» What is being asked: Scan the lines below for the word "OpenOptions". Copy each line you find it in.

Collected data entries
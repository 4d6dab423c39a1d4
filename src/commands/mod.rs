//! Command parsing and routing for the registry bot

mod academy;
mod admin;
mod help;
mod inventory;

use parking_lot::Mutex;

use crate::audit::AuditLog;
use crate::store::RegistryStore;

/// Audit lines shown by `showaudit` when no count is given
const DEFAULT_AUDIT_LINES: usize = 10;

/// Commands understood by the bot
#[derive(Debug, PartialEq, Eq)]
pub enum Command {
    /// `setitem "Character" "Slot" "Item"`
    SetItem {
        character: String,
        slot: String,
        item: String,
    },
    /// `getitem "Character" "Slot"`
    GetItem { character: String, slot: String },
    /// `removeitem "Character" "Slot"`
    RemoveItem { character: String, slot: String },
    /// `showinventory "Character"`
    ShowInventory { character: String },
    /// `showallinventories`
    ShowAllInventories,
    /// `addperson "Name" "Role" "Branch"`
    AddPerson {
        name: String,
        role: String,
        branch: String,
    },
    /// `removeperson "Name"`
    RemovePerson { name: String },
    /// `getperson "Name"`
    GetPerson { name: String },
    /// `getbranch "Branch"`
    GetBranch { branch: String },
    /// `movebranch "Name" "New Branch"`
    MoveBranch { name: String, branch: String },
    /// `showacademy`
    ShowAcademy,
    /// `showaudit [n]` (admin only)
    ShowAudit { count: usize },
    /// `reload` (admin only)
    Reload,
    /// `helpbot`
    Help,
}

impl Command {
    fn requires_admin(&self) -> bool {
        matches!(self, Command::ShowAudit { .. } | Command::Reload)
    }
}

/// Why a message did not parse into a command
#[derive(Debug, PartialEq, Eq)]
pub enum ParseError {
    /// Not a command word we know; ignored silently
    UnknownCommand,
    /// A known command with missing or malformed arguments
    Usage(&'static str),
}

/// Everything a command handler needs: the shared store and audit log plus
/// the acting user's identity.
pub struct CommandContext<'a> {
    pub store: &'a Mutex<RegistryStore>,
    pub audit: &'a AuditLog,
    pub admin_user_id: &'a str,
    pub user_id: &'a str,
    pub user_name: &'a str,
    pub command_prefix: &'a str,
}

/// Parse command text (prefix already stripped) into a Command
pub fn parse(text: &str) -> Result<Command, ParseError> {
    let args = split_args(text.trim());

    let Some(first) = args.first() else {
        return Err(ParseError::UnknownCommand);
    };
    let command = first.to_lowercase();

    match command.as_str() {
        "setitem" => {
            if args.len() < 4 {
                return Err(ParseError::Usage(r#"setitem "Character" "Slot" "Item""#));
            }
            Ok(Command::SetItem {
                character: args[1].clone(),
                slot: args[2].clone(),
                item: args[3..].join(" "),
            })
        }
        "getitem" => {
            if args.len() != 3 {
                return Err(ParseError::Usage(r#"getitem "Character" "Slot""#));
            }
            Ok(Command::GetItem {
                character: args[1].clone(),
                slot: args[2].clone(),
            })
        }
        "removeitem" => {
            if args.len() != 3 {
                return Err(ParseError::Usage(r#"removeitem "Character" "Slot""#));
            }
            Ok(Command::RemoveItem {
                character: args[1].clone(),
                slot: args[2].clone(),
            })
        }
        "showinventory" => {
            if args.len() != 2 {
                return Err(ParseError::Usage(r#"showinventory "Character""#));
            }
            Ok(Command::ShowInventory {
                character: args[1].clone(),
            })
        }
        "showallinventories" => Ok(Command::ShowAllInventories),
        "addperson" => {
            if args.len() < 4 {
                return Err(ParseError::Usage(r#"addperson "Name" "Role" "Branch""#));
            }
            Ok(Command::AddPerson {
                name: args[1].clone(),
                role: args[2].clone(),
                branch: args[3..].join(" "),
            })
        }
        "removeperson" => {
            if args.len() != 2 {
                return Err(ParseError::Usage(r#"removeperson "Name""#));
            }
            Ok(Command::RemovePerson {
                name: args[1].clone(),
            })
        }
        "getperson" => {
            if args.len() != 2 {
                return Err(ParseError::Usage(r#"getperson "Name""#));
            }
            Ok(Command::GetPerson {
                name: args[1].clone(),
            })
        }
        "getbranch" => {
            if args.len() < 2 {
                return Err(ParseError::Usage(r#"getbranch "Branch""#));
            }
            Ok(Command::GetBranch {
                branch: args[1..].join(" "),
            })
        }
        "movebranch" => {
            if args.len() < 3 {
                return Err(ParseError::Usage(r#"movebranch "Name" "New Branch""#));
            }
            Ok(Command::MoveBranch {
                name: args[1].clone(),
                branch: args[2..].join(" "),
            })
        }
        "showacademy" => Ok(Command::ShowAcademy),
        "showaudit" => match args.get(1) {
            None => Ok(Command::ShowAudit {
                count: DEFAULT_AUDIT_LINES,
            }),
            Some(raw) => raw
                .parse()
                .map(|count| Command::ShowAudit { count })
                .map_err(|_| ParseError::Usage("showaudit [count]")),
        },
        "reload" => Ok(Command::Reload),
        "helpbot" => Ok(Command::Help),
        _ => {
            log::debug!("Commands: ignoring unknown command '{}'", command);
            Err(ParseError::UnknownCommand)
        }
    }
}

/// Execute a command and return the reply text
pub async fn execute(cmd: Command, ctx: &CommandContext<'_>) -> Result<String, String> {
    if cmd.requires_admin() && ctx.user_id != ctx.admin_user_id {
        log::warn!(
            "Commands: {} ({}) tried admin command {:?}",
            ctx.user_name,
            ctx.user_id,
            cmd
        );
        return Ok(permission_denied_message());
    }

    match cmd {
        Command::SetItem {
            character,
            slot,
            item,
        } => inventory::set_item(&character, &slot, &item, ctx).await,
        Command::GetItem { character, slot } => inventory::get_item(&character, &slot, ctx).await,
        Command::RemoveItem { character, slot } => {
            inventory::remove_item(&character, &slot, ctx).await
        }
        Command::ShowInventory { character } => inventory::show_inventory(&character, ctx).await,
        Command::ShowAllInventories => inventory::show_all_inventories(ctx).await,
        Command::AddPerson { name, role, branch } => {
            academy::add_person(&name, &role, &branch, ctx).await
        }
        Command::RemovePerson { name } => academy::remove_person(&name, ctx).await,
        Command::GetPerson { name } => academy::get_person(&name, ctx).await,
        Command::GetBranch { branch } => academy::get_branch(&branch, ctx).await,
        Command::MoveBranch { name, branch } => academy::move_branch(&name, &branch, ctx).await,
        Command::ShowAcademy => academy::show_academy(ctx).await,
        Command::ShowAudit { count } => admin::show_audit(count, ctx).await,
        Command::Reload => admin::reload(ctx).await,
        Command::Help => Ok(help::execute(ctx.command_prefix)),
    }
}

/// Message shown when a non-admin user tries an admin command
pub fn permission_denied_message() -> String {
    "🚫 Only the registry keeper can run that command.".to_string()
}

/// Split command text into arguments, grouping double-quoted words so
/// multi-word names survive (`setitem "Aria Moonwhisper" Head circlet`).
fn split_args(input: &str) -> Vec<String> {
    let mut args = Vec::new();
    let mut current = String::new();
    let mut in_quotes = false;

    for c in input.chars() {
        match c {
            '"' => in_quotes = !in_quotes,
            c if c.is_whitespace() && !in_quotes => {
                if !current.is_empty() {
                    args.push(std::mem::take(&mut current));
                }
            }
            c => current.push(c),
        }
    }
    if !current.is_empty() {
        args.push(current);
    }
    args
}
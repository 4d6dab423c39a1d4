//! Append-only audit log of registry mutations
//!
//! One line per event, `[YYYY-MM-DD HH:MM:SS] <actor> <action>`. The file
//! is never rotated or truncated. Reading it back is gated to the admin
//! identity at the command layer.

use std::fs::{self, OpenOptions};
use std::io::{self, Write};
use std::path::{Path, PathBuf};

use chrono::Local;

pub const AUDIT_FILE: &str = "audit.log";

pub struct AuditLog {
    path: PathBuf,
}

impl AuditLog {
    pub fn new(data_dir: &Path) -> Self {
        Self {
            path: data_dir.join(AUDIT_FILE),
        }
    }

    /// Append one audit line. The mutation this records has already
    /// happened, so a write failure is logged and swallowed rather than
    /// failed back to the user.
    pub fn append(&self, actor: &str, action: &str) {
        if let Err(e) = self.try_append(actor, action) {
            log::error!("Audit: failed to append to {}: {}", self.path.display(), e);
        }
    }

    fn try_append(&self, actor: &str, action: &str) -> io::Result<()> {
        let timestamp = Local::now().format("%Y-%m-%d %H:%M:%S");
        let mut file = OpenOptions::new()
            .create(true)
            .append(true)
            .open(&self.path)?;
        writeln!(file, "[{}] {} {}", timestamp, actor, action)
    }

    /// The last `n` lines of the log, fewer if the log is shorter, empty
    /// if the log does not exist yet.
    pub fn tail(&self, n: usize) -> Vec<String> {
        let text = match fs::read_to_string(&self.path) {
            Ok(text) => text,
            Err(e) if e.kind() == io::ErrorKind::NotFound => return Vec::new(),
            Err(e) => {
                log::warn!("Audit: failed to read {}: {}", self.path.display(), e);
                return Vec::new();
            }
        };
        let lines: Vec<&str> = text.lines().collect();
        let start = lines.len().saturating_sub(n);
        lines[start..].iter().map(|line| line.to_string()).collect()
    }
}
//! Discord listener: turns channel messages into registry commands

use std::sync::Arc;

use parking_lot::Mutex;
use serenity::all::{Client, Context, EventHandler, GatewayIntents, Message, Ready};

use crate::audit::AuditLog;
use crate::commands::{self, CommandContext, ParseError};
use crate::config::Config;
use crate::store::RegistryStore;

struct BotHandler {
    config: Config,
    store: Arc<Mutex<RegistryStore>>,
    audit: Arc<AuditLog>,
}

#[serenity::async_trait]
impl EventHandler for BotHandler {
    async fn message(&self, ctx: Context, msg: Message) {
        // Ignore messages from bots (including ourselves)
        if msg.author.bot {
            return;
        }

        let text = msg.content.trim();
        let Some(body) = text.strip_prefix(&self.config.command_prefix) else {
            return;
        };

        let user_id = msg.author.id.to_string();
        // Discord moved away from discriminators, so just use the username
        // If discriminator exists and is non-zero, include it for backwards compatibility
        let user_name = match msg.author.discriminator {
            Some(disc) => format!("{}#{}", msg.author.name, disc),
            None => msg.author.name.clone(),
        };

        let command = match commands::parse(body) {
            Ok(command) => command,
            Err(ParseError::UnknownCommand) => return,
            Err(ParseError::Usage(usage)) => {
                let reply = format!("⚠️ Usage: `{}{}`", self.config.command_prefix, usage);
                if let Err(e) = msg.channel_id.say(&ctx.http, &reply).await {
                    log::error!("Discord: Failed to send usage message: {}", e);
                }
                return;
            }
        };

        log::info!(
            "Discord: {} ({}) invoked {:?}",
            user_name,
            user_id,
            command
        );

        let command_ctx = CommandContext {
            store: &self.store,
            audit: &self.audit,
            admin_user_id: &self.config.admin_user_id,
            user_id: &user_id,
            user_name: &user_name,
            command_prefix: &self.config.command_prefix,
        };

        let reply = match commands::execute(command, &command_ctx).await {
            Ok(reply) => reply,
            Err(error) => {
                log::error!("Discord: Command failed for {}: {}", user_name, error);
                format!("⚠️ Error: {}", error)
            }
        };

        // Discord has a 2000 character limit per message
        for chunk in split_message(&reply, 2000) {
            if let Err(e) = msg.channel_id.say(&ctx.http, &chunk).await {
                log::error!("Discord: Failed to send message: {}", e);
            }
        }
    }

    async fn ready(&self, _ctx: Context, ready: Ready) {
        log::info!("Discord: Bot connected as {}", ready.user.name);
    }
}

/// Split a message into chunks respecting Discord's character limit
fn split_message(text: &str, max_len: usize) -> Vec<String> {
    if text.len() <= max_len {
        return vec![text.to_string()];
    }

    let mut chunks = Vec::new();
    let mut current = String::new();

    for line in text.lines() {
        if current.len() + line.len() + 1 > max_len {
            if !current.is_empty() {
                chunks.push(current);
                current = String::new();
            }
            // If single line is too long, split it
            if line.len() > max_len {
                let mut remaining = line;
                while remaining.len() > max_len {
                    chunks.push(remaining[..max_len].to_string());
                    remaining = &remaining[max_len..];
                }
                if !remaining.is_empty() {
                    current = remaining.to_string();
                }
            } else {
                current = line.to_string();
            }
        } else {
            if !current.is_empty() {
                current.push('\n');
            }
            current.push_str(line);
        }
    }

    if !current.is_empty() {
        chunks.push(current);
    }

    chunks
}

/// Start the Discord listener and block until the client exits
pub async fn start_listener(
    config: Config,
    store: Arc<Mutex<RegistryStore>>,
    audit: Arc<AuditLog>,
) -> Result<(), String> {
    let bot_token = config.discord_bot_token.clone();

    // Set up intents - we need message content to read commands
    let intents = GatewayIntents::GUILD_MESSAGES
        | GatewayIntents::DIRECT_MESSAGES
        | GatewayIntents::MESSAGE_CONTENT;

    let handler = BotHandler {
        config,
        store,
        audit,
    };

    let mut client = Client::builder(&bot_token, intents)
        .event_handler(handler)
        .await
        .map_err(|e| format!("Failed to create Discord client: {}", e))?;

    log::info!("Discord: Client created successfully");

    client
        .start()
        .await
        .map_err(|e| format!("Discord client error: {}", e))
}
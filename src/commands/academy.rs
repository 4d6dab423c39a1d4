//! Academy registry command handlers

use super::CommandContext;
use crate::models::{Branch, Role};
use crate::store::{RegistryError, normalize_key};

pub async fn add_person(
    name: &str,
    role: &str,
    branch: &str,
    ctx: &CommandContext<'_>,
) -> Result<String, String> {
    let result = {
        let mut store = ctx.store.lock();
        store.add_person(name, role, branch)
    };
    match result {
        Ok((name, role, branch)) => {
            ctx.audit.append(
                ctx.user_name,
                &format!("added {} {} to {}", role, name, branch),
            );
            Ok(format!("✅ Added **{} {}** to **{}**.", role, name, branch))
        }
        Err(RegistryError::InvalidRole(_)) => Ok(format!(
            "❌ Invalid role. Choose from:\n{}",
            Role::list()
        )),
        Err(RegistryError::InvalidBranch(_)) => Ok(format!(
            "❌ Invalid branch. Choose from:\n{}",
            Branch::list()
        )),
        Err(RegistryError::Conflict { name, existing }) => Ok(format!(
            "⚠️ {} already exists as a {} in {}.",
            name, existing.role, existing.branch
        )),
        Err(e) => Err(e.to_string()),
    }
}

pub async fn remove_person(name: &str, ctx: &CommandContext<'_>) -> Result<String, String> {
    let result = {
        let mut store = ctx.store.lock();
        store.remove_person(name)
    };
    match result {
        Ok((name, removed)) => {
            ctx.audit.append(
                ctx.user_name,
                &format!("removed {} ({}) from {}", name, removed.role, removed.branch),
            );
            Ok(format!(
                "🗑️ Removed **{}** ({}) from **{}**.",
                name, removed.role, removed.branch
            ))
        }
        Err(RegistryError::NotFound) => Ok(format!(
            "❌ No record found for **{}**.",
            normalize_key(name)
        )),
        Err(e) => Err(e.to_string()),
    }
}

pub async fn get_person(name: &str, ctx: &CommandContext<'_>) -> Result<String, String> {
    let result = ctx.store.lock().person(name);
    match result {
        Ok((name, record)) => Ok(format!(
            "📘 **{}** is a **{}** in **{}** branch.",
            name, record.role, record.branch
        )),
        Err(RegistryError::NotFound) => Ok(format!(
            "❌ No record found for **{}**.",
            normalize_key(name)
        )),
        Err(e) => Err(e.to_string()),
    }
}

pub async fn get_branch(branch: &str, ctx: &CommandContext<'_>) -> Result<String, String> {
    let branch_key = normalize_key(branch);
    let Some(branch) = Branch::from_str(&branch_key) else {
        return Ok(format!(
            "❌ Invalid branch. Choose from:\n{}",
            Branch::list()
        ));
    };

    let people = ctx.store.lock().people_in_branch(branch);
    if people.is_empty() {
        return Ok(format!("❌ No people found in **{}** branch.", branch));
    }
    let lines: Vec<String> = people
        .iter()
        .map(|(name, role)| format!("- {} ({})", name, role))
        .collect();
    Ok(format!(
        "🏫 People in **{}**:\n{}",
        branch,
        lines.join("\n")
    ))
}

pub async fn move_branch(
    name: &str,
    branch: &str,
    ctx: &CommandContext<'_>,
) -> Result<String, String> {
    let result = {
        let mut store = ctx.store.lock();
        store.move_person(name, branch)
    };
    match result {
        Ok((name, old_branch, new_branch)) => {
            ctx.audit.append(
                ctx.user_name,
                &format!("moved {} from {} to {}", name, old_branch, new_branch),
            );
            Ok(format!(
                "🔄 Moved **{}** from **{}** to **{}**.",
                name, old_branch, new_branch
            ))
        }
        Err(RegistryError::InvalidBranch(_)) => Ok(format!(
            "❌ Invalid branch. Choose from:\n{}",
            Branch::list()
        )),
        Err(RegistryError::NotFound) => Ok(format!(
            "❌ No record found for **{}**.",
            normalize_key(name)
        )),
        Err(e) => Err(e.to_string()),
    }
}

pub async fn show_academy(ctx: &CommandContext<'_>) -> Result<String, String> {
    let roster = ctx.store.lock().academy_roster();
    if roster.is_empty() {
        return Ok("📭 No entries in the Magaambya yet.".to_string());
    }
    let mut out = "🏰 **Magaambya Roster**".to_string();
    for (branch, members) in roster {
        out.push_str(&format!("\n\n**{}**\n{}", branch, members.join("\n")));
    }
    Ok(out)
}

» Answer space:
use std::fs::{self, OpenOptions};
        let mut file = OpenOptions::new()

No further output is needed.